Nella colonizzazione di “immagini senza senso” che ha eroso irrimediabilmente il mondo unitario dell’immaginazione infantile, Demoustier sembra lasciarsi andare alla contemplazione della saggezza innata dei propri figli, senza indicarci niente che loro già non sappiano, in accordo con un altro piccolo illuminante film visto qui alla Berlinale nella sezione Forum e di cui parleremo presto: il debutto della giovane regista polacca Jagoda Szelc.

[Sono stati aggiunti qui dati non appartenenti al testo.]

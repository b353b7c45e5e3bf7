use std::env;
use std::io::Write;

use log::{self, LevelFilter, Metadata, Record};

struct SimpleLogger;

impl log::Log for SimpleLogger {
    fn enabled(&self, metadata: &Metadata) -> bool {
        metadata.level() <= log::max_level()
    }

    fn log(&self, record: &Record) {
        if self.enabled(record.metadata()) {
            // stdout belongs to the game UI.
            let _ = writeln!(std::io::stderr(), "{} - {}", record.level(), record.args());
        }
    }

    fn flush(&self) {
        let _ = std::io::stderr().flush();
    }
}

static LOGGER: SimpleLogger = SimpleLogger;

/// Initialize logging with a level taken from the `SEABATTLE_LOG` environment variable.
/// Falls back to `default` if the variable is not set or invalid.
pub fn init_logging(default: LevelFilter) {
    let level = env::var("SEABATTLE_LOG")
        .ok()
        .and_then(|lvl| lvl.parse().ok())
        .unwrap_or(default);
    let _ = log::set_logger(&LOGGER).map(|()| log::set_max_level(level));
}
use proptest::prelude::*;
use seabattle::{Coord, ModelError};

#[test]
fn parses_corners() {
    let a1 = Coord::parse("A1").unwrap();
    assert_eq!((a1.row(), a1.col()), (0, 0));
    let k10 = Coord::parse("K10").unwrap();
    assert_eq!((k10.row(), k10.col()), (9, 9));
    assert_eq!(k10.index(), 99);
}

#[test]
fn letter_j_is_skipped() {
    assert_eq!(Coord::parse("J5"), Err(ModelError::InvalidCoordinate));
    assert_eq!(Coord::parse("K5").unwrap().row(), 9);
    assert_eq!(Coord::parse("I5").unwrap().row(), 8);
}

#[test]
fn lowercase_letters_accepted() {
    assert_eq!(Coord::parse("b4").unwrap(), Coord::parse("B4").unwrap());
}

#[test]
fn malformed_coordinates_rejected() {
    for bad in ["", "A", "A0", "A11", "A01", "L1", "1A", "AA", "A10x", "B 4", "Z9"] {
        assert_eq!(Coord::parse(bad), Err(ModelError::InvalidCoordinate), "{:?}", bad);
    }
}

#[test]
fn index_round_trip() {
    let b4 = Coord::parse("B4").unwrap();
    assert_eq!(b4.index(), 13);
    assert_eq!(Coord::from_index(13), Some(b4));
    assert_eq!(Coord::from_index(100), None);
    assert_eq!(Coord::all().count(), 100);
}

proptest! {
    #![proptest_config(ProptestConfig::with_cases(64))]

    #[test]
    fn display_parses_back(row in 0usize..10, col in 0usize..10) {
        let coord = Coord::new(row, col).unwrap();
        let text = coord.to_string();
        prop_assert_eq!(Coord::parse(&text), Ok(coord));
    }

    #[test]
    fn arbitrary_text_never_panics(text in "\\PC{0,5}") {
        let _ = Coord::parse(&text);
    }
}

Nella naturalezza vitalistica di Cléo e Paul scopriamo il rifiuto, l’orrore, il trauma e la libertà dove non avremmo mai pensato di scorgerli, come se l’accordo più intimo con quello stato dell’esistenza fosse una falda sepolta da una stratificazione e da un indurimento progressivo della percezione.
Pensare la vita per tappe è una grande sciocchezza e il ritorno all’infanzia è forse davvero un cerchio che si chiude, per aprirsi nuovamente ad una riorganizzazione interiore del mondo empirico.
Nello sguardo atterrito di Clèo quando si allontana sempre di più dai suoi affetti, spinta da una forza invisibile, c’è tutta la rabbia e la resistenza dell’io alla libertà da qualsiasi giogo, anche quello della propria coscienza, un continuo oscillare tra la perdita di se nelle fasi della crescita e la magnifica gratuità dell’errare.
La degradazione della vita individuale che ci domina nell’accettazione uniformante di regole sociali, lascia indietro quel bambino che ha agito individualmente la scoperta del mondo e della propria coscienza.
I lampeggianti della vigilanza interrompono il sogno, mentre Parigi sprofonda nella notte.